Bolsonaro’s election is catastrophic news for Brazil’s indigenous tribes

Brazil has just elected as its president a far-right nationalist with authoritarian tendencies and fascist inclinations. The country’s 900,000-strong indigenous people are among the many minority groups Jair Bolsonaro has frequently targeted with vitriolic hostility. “It’s a shame that the Brazilian cavalry wasn’t as efficient as the Americans, who exterminated their Indians,” he once said. If he enacts his campaign promises, the first peoples of Brazil face catastrophe; in some cases, genocide.

Ahhhhhhhhhhhhh fuck.

Of course, the U.S. administration has praised and welcomed Bolsonaro. Trump is treating him with the same kindness and brotherhood as he's done with Kim Jong Un and other violent fascist dictators who have murdered millions of their own citizens. CEOs of big corporations are also excited, because fascism is a great boost to capitalism.

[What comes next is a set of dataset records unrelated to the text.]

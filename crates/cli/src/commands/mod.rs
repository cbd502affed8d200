//! CLI command implementations.

pub mod aliases;
pub mod analyze;
pub mod lifecycle;
pub mod maintenance;
pub mod mappings;
pub mod server;
pub mod settings;

use anyhow::Result;
use esadmin_client::{ClusterAdmin, HttpTransport, IndexAdmin, MetricsCollector, ShardsResponse};
use serde_json::{Map, Value};

use crate::error::CliError;
use crate::output::Output;

/// What every command handler receives.
pub struct CommandContext {
    pub transport: HttpTransport,
    pub index: Option<String>,
    pub output: Output,
    /// Set when `--metrics-bind` installed an exporter.
    pub metrics: Option<MetricsCollector>,
}

impl CommandContext {
    /// An [`IndexAdmin`] for `--index`.
    ///
    /// # Errors
    /// [`CliError::MissingIndex`] when no index was given, or the client's
    /// `InvalidArgument` for a blank one.
    pub fn index_admin(&self) -> Result<IndexAdmin<&HttpTransport>> {
        let name = self.index.as_deref().ok_or(CliError::MissingIndex)?;
        let index = IndexAdmin::new(name, &self.transport)?;
        Ok(match &self.metrics {
            Some(collector) => index.with_metrics(collector.clone()),
            None => index,
        })
    }

    pub fn cluster(&self) -> ClusterAdmin<&HttpTransport> {
        ClusterAdmin::new(&self.transport)
    }
}

/// Parse a JSON argument that must be an object.
pub fn parse_object(arg: &'static str, raw: &str) -> Result<Map<String, Value>> {
    match serde_json::from_str(raw).map_err(|source| CliError::InvalidJson { arg, source })? {
        Value::Object(map) => Ok(map),
        _ => Err(CliError::NotAnObject { arg }.into()),
    }
}

/// Print a shard-level result, then fail with exit code 8 if any shard
/// failed.
pub fn report_shards(
    output: &Output,
    operation: &'static str,
    outcome: &ShardsResponse,
) -> Result<()> {
    output.json(&outcome.raw)?;
    if !outcome.is_complete() {
        return Err(CliError::PartialShardFailure {
            operation,
            failed: outcome.failed(),
            total: outcome.shards.total,
        }
        .into());
    }
    Ok(())
}
//! Shared test utilities for esadmin integration tests.
//!
//! Invariants / Assumptions:
//! - Every command is hermetic: no `.env` loading and no `ESADMIN_*`
//!   variables inherited from the host.
//! - Fixtures come from the client crate and use the index
//!   `esadmin-index-test`.

use assert_cmd::Command;

#[allow(unused_imports)]
pub use esadmin_client::testing::load_fixture;

/// Index name used by every fixture.
#[allow(dead_code)]
pub const INDEX: &str = "esadmin-index-test";

/// Returns a hermetic `esadmin` command.
pub fn esadmin_cmd() -> Command {
    let mut cmd = assert_cmd::cargo::cargo_bin_cmd!("esadmin");

    // Hermeticity: prevent loading local .env
    cmd.env("DOTENV_DISABLED", "1");

    for var in [
        "ESADMIN_BASE_URL",
        "ESADMIN_USERNAME",
        "ESADMIN_PASSWORD",
        "ESADMIN_API_KEY",
        "ESADMIN_TIMEOUT",
        "ESADMIN_MAX_RETRIES",
        "ESADMIN_SKIP_VERIFY",
        "ESADMIN_INDEX",
        "ESADMIN_OTLP_ENDPOINT",
        "RUST_LOG",
    ] {
        cmd.env_remove(var);
    }

    cmd
}

/// A hermetic command pointed at `base_url` with retries disabled and the
/// test index selected.
#[allow(dead_code)]
pub fn esadmin_cmd_for(base_url: &str) -> Command {
    let mut cmd = esadmin_cmd();
    cmd.env("ESADMIN_BASE_URL", base_url)
        .env("ESADMIN_MAX_RETRIES", "0")
        .env("ESADMIN_INDEX", INDEX);
    cmd
}

/// Path of the test index followed by `suffix`.
#[allow(dead_code)]
pub fn index_path(suffix: &str) -> String {
    format!("/{}{}", INDEX, suffix)
}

This man, Bolsonaro, is openly misogynistic, racist, homophobic, and transphobic. He used nearly the same campaign slogans as Hitler, and that is not a fucking exaggeration. Also, he has on at least one occasion said "Pinochet did nothing wrong." If that sounds familiar, it's what Patriot Prayer and the ""Proud Boys"" have been wearing on their t-shirts as one of their jokes-but-not-really. Also, Brazil's cops have already raided university libraries to confiscate anti-fascist literature.

This is like the U.S. post-2016 election, but significantly worse. Keep a lookout for crowdfunding and charity drives to help get vulnerable people out of the country. The good news is that (at least, I've heard) it's pretty easy for Brazilians to move to Argentina. Still, they have to leave their homes and lives behind.